### TASK REQUIREMENTS
Print the records below exactly, leaving out nothing.

### TASK INPUTS
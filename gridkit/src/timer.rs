//! One-shot deferred callbacks run by the event loop.
//!
//! Nothing here spawns threads: the loop asks the [`Scheduler`] for its next
//! deadline, sleeps or polls input until then, and calls
//! [`Scheduler::run_due`].

use std::cell::{Cell, RefCell};
use std::rc::Rc;
use std::time::{Duration, Instant};

#[derive(Debug, Clone, Copy, PartialEq, Eq, Hash, PartialOrd, Ord)]
pub struct TimerId(u64);

struct Entry {
    id: TimerId,
    deadline: Instant,
    callback: Box<dyn FnOnce()>,
}

#[derive(Default)]
struct TimerQueue {
    next_id: u64,
    entries: Vec<Entry>,
}

/// Shared queue of pending one-shot callbacks.
#[derive(Clone, Default)]
pub struct Scheduler {
    queue: Rc<RefCell<TimerQueue>>,
}

impl Scheduler {
    pub fn new() -> Self {
        Self::default()
    }

    /// Run `callback` once, no earlier than `delay` from now.
    pub fn after(&self, delay: Duration, callback: impl FnOnce() + 'static) -> TimerId {
        self.after_at(Instant::now() + delay, callback)
    }

    pub fn after_at(&self, deadline: Instant, callback: impl FnOnce() + 'static) -> TimerId {
        let mut queue = self.queue.borrow_mut();
        let id = TimerId(queue.next_id);
        queue.next_id += 1;
        queue.entries.push(Entry {
            id,
            deadline,
            callback: Box::new(callback),
        });
        id
    }

    /// Drop a pending callback. Returns false if it already ran.
    pub fn cancel(&self, id: TimerId) -> bool {
        let mut queue = self.queue.borrow_mut();
        let before = queue.entries.len();
        queue.entries.retain(|e| e.id != id);
        queue.entries.len() != before
    }

    pub fn is_pending(&self, id: TimerId) -> bool {
        self.queue.borrow().entries.iter().any(|e| e.id == id)
    }

    pub fn next_deadline(&self) -> Option<Instant> {
        self.queue.borrow().entries.iter().map(|e| e.deadline).min()
    }

    pub fn len(&self) -> usize {
        self.queue.borrow().entries.len()
    }

    pub fn is_empty(&self) -> bool {
        self.queue.borrow().entries.is_empty()
    }

    /// Run every callback whose deadline is at or before `now`, earliest
    /// first. Callbacks scheduled while running wait for the next call.
    pub fn run_due(&self, now: Instant) -> usize {
        let mut due = {
            let mut queue = self.queue.borrow_mut();
            let (due, pending): (Vec<Entry>, Vec<Entry>) = std::mem::take(&mut queue.entries)
                .into_iter()
                .partition(|e| e.deadline <= now);
            queue.entries = pending;
            due
        };
        due.sort_by_key(|e| (e.deadline, e.id));

        let count = due.len();
        for entry in due {
            log::trace!("timer {:?} fired", entry.id);
            (entry.callback)();
        }
        count
    }
}

/// A debounce slot: at most one pending callback at a time.
///
/// `schedule_once` while a callback is pending is absorbed; the pending one
/// still fires at its original deadline.
#[derive(Clone)]
pub struct Timer {
    scheduler: Scheduler,
    pending: Rc<Cell<Option<TimerId>>>,
}

impl Timer {
    pub fn new(scheduler: Scheduler) -> Self {
        Self {
            scheduler,
            pending: Rc::new(Cell::new(None)),
        }
    }

    /// Schedule `callback` unless one is already pending. Returns whether
    /// it was scheduled.
    pub fn schedule_once(&self, delay: Duration, callback: impl FnOnce() + 'static) -> bool {
        if self.is_pending() {
            return false;
        }

        let pending = Rc::clone(&self.pending);
        let id = self.scheduler.after(delay, move || {
            pending.set(None);
            callback();
        });
        self.pending.set(Some(id));
        true
    }

    pub fn cancel(&self) -> bool {
        match self.pending.take() {
            Some(id) => self.scheduler.cancel(id),
            None => false,
        }
    }

    pub fn is_pending(&self) -> bool {
        self.pending.get().is_some()
    }
}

### OUTPUT FOR THIS EXERCISE
filename gridkit/src/timer.rs
//! One-shot deferred callbacks run by the event loop.
//!
//! Nothing here spawns threads: the loop asks the [`Scheduler`] for its next
//! deadline, sleeps or polls input until then, and calls
//! [`Scheduler::run_due`].

use std::cell::{Cell, RefCell};
use std::rc::Rc;
use std::time::{Duration, Instant};

#[derive(Debug, Clone, Copy, PartialEq, Eq, Hash, PartialOrd, Ord)]
pub struct TimerId(u64);

struct Entry {
    id: TimerId,
    deadline: Instant,
    callback: Box<dyn FnOnce()>,
}

#[derive(Default)]
struct TimerQueue {
    next_id: u64,
    entries: Vec<Entry>,
}

/// Shared queue of pending one-shot callbacks.
#[derive(Clone, Default)]
pub struct Scheduler {
    queue: Rc<RefCell<TimerQueue>>,
}

impl Scheduler {
    pub fn new() -> Self {
        Self::default()
    }

    /// Run `callback` once, no earlier than `delay` from now.
    pub fn after(&self, delay: Duration, callback: impl FnOnce() + 'static) -> TimerId {
        self.after_at(Instant::now() + delay, callback)
    }

    pub fn after_at(&self, deadline: Instant, callback: impl FnOnce() + 'static) -> TimerId {
        let mut queue = self.queue.borrow_mut();
        let id = TimerId(queue.next_id);
        queue.next_id += 1;
        queue.entries.push(Entry {
            id,
            deadline,
            callback: Box::new(callback),
        });
        id
    }

    /// Drop a pending callback. Returns false if it already ran.
    pub fn cancel(&self, id: TimerId) -> bool {
        let mut queue = self.queue.borrow_mut();
        let before = queue.entries.len();
        queue.entries.retain(|e| e.id != id);
        queue.entries.len() != before
    }

    pub fn is_pending(&self, id: TimerId) -> bool {
        self.queue.borrow().entries.iter().any(|e| e.id == id)
    }

    pub fn next_deadline(&self) -> Option<Instant> {
        self.queue.borrow().entries.iter().map(|e| e.deadline).min()
    }

    pub fn len(&self) -> usize {
        self.queue.borrow().entries.len()
    }

    pub fn is_empty(&self) -> bool {
        self.queue.borrow().entries.is_empty()
    }

    /// Run every callback whose deadline is at or before `now`, earliest
    /// first. Callbacks scheduled while running wait for the next call.
    pub fn run_due(&self, now: Instant) -> usize {
        let mut due = {
            let mut queue = self.queue.borrow_mut();
            let (due, pending): (Vec<Entry>, Vec<Entry>) = std::mem::take(&mut queue.entries)
                .into_iter()
                .partition(|e| e.deadline <= now);
            queue.entries = pending;
            due
        };
        due.sort_by_key(|e| (e.deadline, e.id));

        let count = due.len();
        for entry in due {
            log::trace!("timer {:?} fired", entry.id);
            (entry.callback)();
        }
        count
    }
}

/// A debounce slot: at most one pending callback at a time.
///
/// `schedule_once` while a callback is pending is absorbed; the pending one
/// still fires at its original deadline.
#[derive(Clone)]
pub struct Timer {
    scheduler: Scheduler,
    pending: Rc<Cell<Option<TimerId>>>,
}

impl Timer {
    pub fn new(scheduler: Scheduler) -> Self {
        Self {
            scheduler,
            pending: Rc::new(Cell::new(None)),
        }
    }

    /// Schedule `callback` unless one is already pending. Returns whether
    /// it was scheduled.
    pub fn schedule_once(&self, delay: Duration, callback: impl FnOnce() + 'static) -> bool {
        if self.is_pending() {
            return false;
        }

        let pending = Rc::clone(&self.pending);
        let id = self.scheduler.after(delay, move || {
            pending.set(None);
            callback();
        });
        self.pending.set(Some(id));
        true
    }

    pub fn cancel(&self) -> bool {
        match self.pending.take() {
            Some(id) => self.scheduler.cancel(id),
            None => false,
        }
    }

    pub fn is_pending(&self) -> bool {
        self.pending.get().is_some()
    }
}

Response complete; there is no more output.